C’est là que devra agir l’habitant de ces lunes, en faisant s’effondrer les schémas établis, grâce à sa capacité à redessiner un tracé commun. Une simple logique de combat, nécessitant l’engagement de tous, contre l’école de la dépendance. La lucidité est une frontière, écrit le poète Saindoune Ben Ali. L’habitant de ces lunes ne peut indéfiniment être son propre ennemi, pendant que la France fait son beurre sous nos tropiques, en gardant l’argent du beurre au frais et sa crémière au chaud. Et sans doute qu’il va aussi falloir être cinglant, en dressant l’état des lieux d’une responsabilité citoyenne que plus personne n’assume. En résumé, il y a ceux qui font de la politique, en instillant du non-sens dans les tragédies de l’archipel, sans jamais reconnaître leurs limites.

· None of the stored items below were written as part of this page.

//! Bayesian Knowledge Tracing over a student's per-topic mastery states.

use std::collections::BTreeMap;

use chrono::{DateTime, Utc};

use crate::config::{BktParams, EngineConfig};
use crate::error::{EngineError, Result};
use crate::models::{DifficultyLevel, Interaction, InteractionType, MasteryState, Metadata};

#[derive(Debug, Clone)]
pub struct MasteryTracker {
    params: BktParams,
    beginner_below: f64,
    intermediate_below: f64,
}

impl MasteryTracker {
    pub fn new(config: &EngineConfig) -> Self {
        Self {
            params: config.bkt.clone(),
            beginner_below: config.thresholds.beginner_below,
            intermediate_below: config.thresholds.intermediate_below,
        }
    }

    pub fn params(&self) -> &BktParams {
        &self.params
    }

    pub fn label(&self, mastery: f64) -> DifficultyLevel {
        DifficultyLevel::from_mastery(mastery, self.beginner_below, self.intermediate_below)
    }

    /// A fresh state at the prior.
    pub fn initialize(&self, topic_id: &str) -> MasteryState {
        let mastery = self.params.prior.clamp(0.0, 1.0);
        MasteryState {
            topic_id: topic_id.to_string(),
            mastery,
            attempts: 0,
            correct: 0,
            difficulty: self.label(mastery),
            last_update: None,
            interactions: Vec::new(),
        }
    }

    /// P(mastered | observation).
    pub fn posterior(&self, mastery: f64, is_correct: bool) -> f64 {
        let BktParams { guess, slip, .. } = self.params;
        let (evidence_if_known, evidence_if_unknown) = if is_correct {
            (mastery * (1.0 - slip), (1.0 - mastery) * guess)
        } else {
            (mastery * slip, (1.0 - mastery) * (1.0 - guess))
        };

        let total = evidence_if_known + evidence_if_unknown;
        if total <= 0.0 {
            // The observation is impossible under the model; keep the prior belief.
            return mastery;
        }
        evidence_if_known / total
    }

    /// Posterior followed by the learning transition, clamped to [0, 1].
    pub fn next_mastery(&self, mastery: f64, is_correct: bool) -> Result<f64> {
        let posterior = self.posterior(mastery, is_correct);
        let learned = posterior + (1.0 - posterior) * self.params.learn;
        if !learned.is_finite() {
            return Err(EngineError::InvalidProbability(learned));
        }
        Ok(learned.clamp(0.0, 1.0))
    }

    pub fn predict_correctness(&self, mastery: f64) -> f64 {
        let BktParams { guess, slip, .. } = self.params;
        mastery * (1.0 - slip) + (1.0 - mastery) * guess
    }

    /// Applies one observation to `topic_id`, creating its state at the prior if needed.
    pub fn update(
        &self,
        states: &mut BTreeMap<String, MasteryState>,
        topic_id: &str,
        is_correct: bool,
        interaction_type: InteractionType,
        metadata: Metadata,
        now: DateTime<Utc>,
    ) -> Result<MasteryState> {
        let current = states
            .get(topic_id)
            .map(|s| s.mastery)
            .unwrap_or(self.params.prior);
        let mastery = self.next_mastery(current, is_correct)?;

        let state = states
            .entry(topic_id.to_string())
            .or_insert_with(|| self.initialize(topic_id));

        state.mastery = mastery;
        state.attempts += 1;
        if is_correct {
            state.correct += 1;
        }
        state.difficulty = self.label(mastery);
        state.last_update = Some(now);
        state.interactions.push(Interaction {
            timestamp: now,
            correct: is_correct,
            interaction_type,
            metadata,
        });

        Ok(state.clone())
    }
}

#[cfg(test)]
mod tests {
    use super::*;
    use proptest::prelude::*;

    fn tracker() -> MasteryTracker {
        MasteryTracker::new(&EngineConfig::default())
    }

    fn tracker_with(learn: f64, guess: f64, slip: f64) -> MasteryTracker {
        let mut config = EngineConfig::default();
        config.bkt = BktParams {
            prior: 0.1,
            learn,
            guess,
            slip,
        };
        MasteryTracker::new(&config)
    }

    fn answer(tracker: &MasteryTracker, states: &mut BTreeMap<String, MasteryState>, correct: bool) -> MasteryState {
        tracker
            .update(
                states,
                "algebra",
                correct,
                InteractionType::Quiz,
                Metadata::new(),
                Utc::now(),
            )
            .unwrap()
    }

    mod scenario_tests {
        use super::*;

        #[test]
        fn correct_answer_from_prior() {
            let t = tracker();
            assert!((t.posterior(0.1, true) - 0.3333).abs() < 1e-4);
            assert!((t.next_mastery(0.1, true).unwrap() - 0.5333).abs() < 1e-4);
        }

        #[test]
        fn incorrect_answer_from_prior() {
            let t = tracker();
            assert!((t.posterior(0.1, false) - 0.0137).abs() < 1e-4);
            assert!((t.next_mastery(0.1, false).unwrap() - 0.3096).abs() < 1e-4);
        }

        #[test]
        fn predict_correctness_at_prior() {
            // 0.1 * 0.9 + 0.9 * 0.2
            assert!((tracker().predict_correctness(0.1) - 0.27).abs() < 1e-12);
        }

        #[test]
        fn predict_correctness_extremes() {
            let t = tracker();
            assert!((t.predict_correctness(0.0) - 0.2).abs() < 1e-12);
            assert!((t.predict_correctness(1.0) - 0.9).abs() < 1e-12);
        }
    }

    mod update_tests {
        use super::*;

        #[test]
        fn initialize_uses_prior() {
            let state = tracker().initialize("algebra");
            assert_eq!(state.mastery, 0.1);
            assert_eq!(state.attempts, 0);
            assert_eq!(state.difficulty, DifficultyLevel::Beginner);
            assert!(state.last_update.is_none());
        }

        #[test]
        fn unknown_topic_is_lazily_initialized() {
            let t = tracker();
            let mut states = BTreeMap::new();
            let state = answer(&t, &mut states, true);
            assert!((state.mastery - 0.5333).abs() < 1e-4);
            assert!(states.contains_key("algebra"));
        }

        #[test]
        fn counts_attempts_and_correct() {
            let t = tracker();
            let mut states = BTreeMap::new();
            answer(&t, &mut states, true);
            answer(&t, &mut states, false);
            let state = answer(&t, &mut states, true);
            assert_eq!(state.attempts, 3);
            assert_eq!(state.correct, 2);
            assert!(state.attempts >= state.correct);
        }

        #[test]
        fn appends_interaction_with_metadata() {
            let t = tracker();
            let mut states = BTreeMap::new();
            let mut metadata = Metadata::new();
            metadata.insert("question".to_string(), "q-17".into());
            let now = Utc::now();

            let state = t
                .update(&mut states, "algebra", false, InteractionType::Practice, metadata.clone(), now)
                .unwrap();

            assert_eq!(state.interactions.len(), 1);
            let interaction = &state.interactions[0];
            assert!(!interaction.correct);
            assert_eq!(interaction.interaction_type, InteractionType::Practice);
            assert_eq!(interaction.metadata, metadata);
            assert_eq!(state.last_update, Some(now));
        }

        #[test]
        fn label_follows_mastery() {
            let t = tracker();
            let mut states = BTreeMap::new();
            let first = answer(&t, &mut states, true);
            assert_eq!(first.difficulty, DifficultyLevel::Intermediate);
            answer(&t, &mut states, true);
            let third = answer(&t, &mut states, true);
            assert!(third.mastery >= 0.7);
            assert_eq!(third.difficulty, DifficultyLevel::Advanced);
        }

        #[test]
        fn degenerate_parameters_do_not_escape_range() {
            // guess = 0 with mastery = 0 makes a correct answer impossible
            let t = tracker_with(0.0, 0.0, 0.0);
            assert_eq!(t.next_mastery(0.0, true).unwrap(), 0.0);
        }
    }

    proptest! {
        #[test]
        fn update_stays_in_unit_interval(
            start in 0.0f64..=1.0,
            correct in any::<bool>(),
            learn in 0.0f64..=1.0,
            guess in 0.0f64..=1.0,
            slip in 0.0f64..=1.0,
        ) {
            let t = tracker_with(learn, guess, slip);
            let next = t.next_mastery(start, correct).unwrap();
            prop_assert!((0.0..=1.0).contains(&next));
        }

        #[test]
        fn repeated_correct_answers_never_decrease_mastery(steps in 1usize..40) {
            let t = tracker();
            let mut states = BTreeMap::new();
            let mut previous = t.params().prior;
            for _ in 0..steps {
                let state = answer(&t, &mut states, true);
                prop_assert!(state.mastery + 1e-12 >= previous);
                previous = state.mastery;
            }
        }
    }
}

La terre peut s’en aller sous leurs pieds. Ils s’arrangeront toujours avec le désastre, du moins, jusqu’à l’extinction des feux. Puis il y a ceux qui s’engouffrent dans la voie du séparatisme des petits intérêts, inquiets qu’ils sont de ne plus avoir la main sur leur quotidien. Ils aiment leurs familles, leurs quartiers, leurs villages, agissent comme les petits épiciers au marché du coin : opportunistes et sans états d’âme. Au milieu, il y a toute cette génération de bouffeurs de riz et de mabawa, biberonnée au son de la servilité volontaire. Ils sont incapables de saisir ce qu’est la reconquête de soi, de son identité ou de son espace de vie. En leur sein se trouvent cesquadras de la défaite, qui se fondent sur le renoncement des aînés, pour justifier leur tendance à céder, sans rechigner, au syndrome du pvenya nrenge[3]. Ils trouvent leur place dans le système, consomment comme de bons soldats de la reddition, et s’affirment hors du questionnement politique, sauf lorsque leur carburant et le goûter du gosse ne sont pas assurés. Il faut bien vivre, dit la chanson. En gros, ils ne voient rien, n’entendent rien, ne pensent rien, de ce qui se passe autour d’eux, tels les singes de la fable, sauf lorsqu’ils sont obligés de yoyotersur place pour satisfaire l’instinct de survie. Ce qui freine net le processus de déconstruction en attente dans les consciences.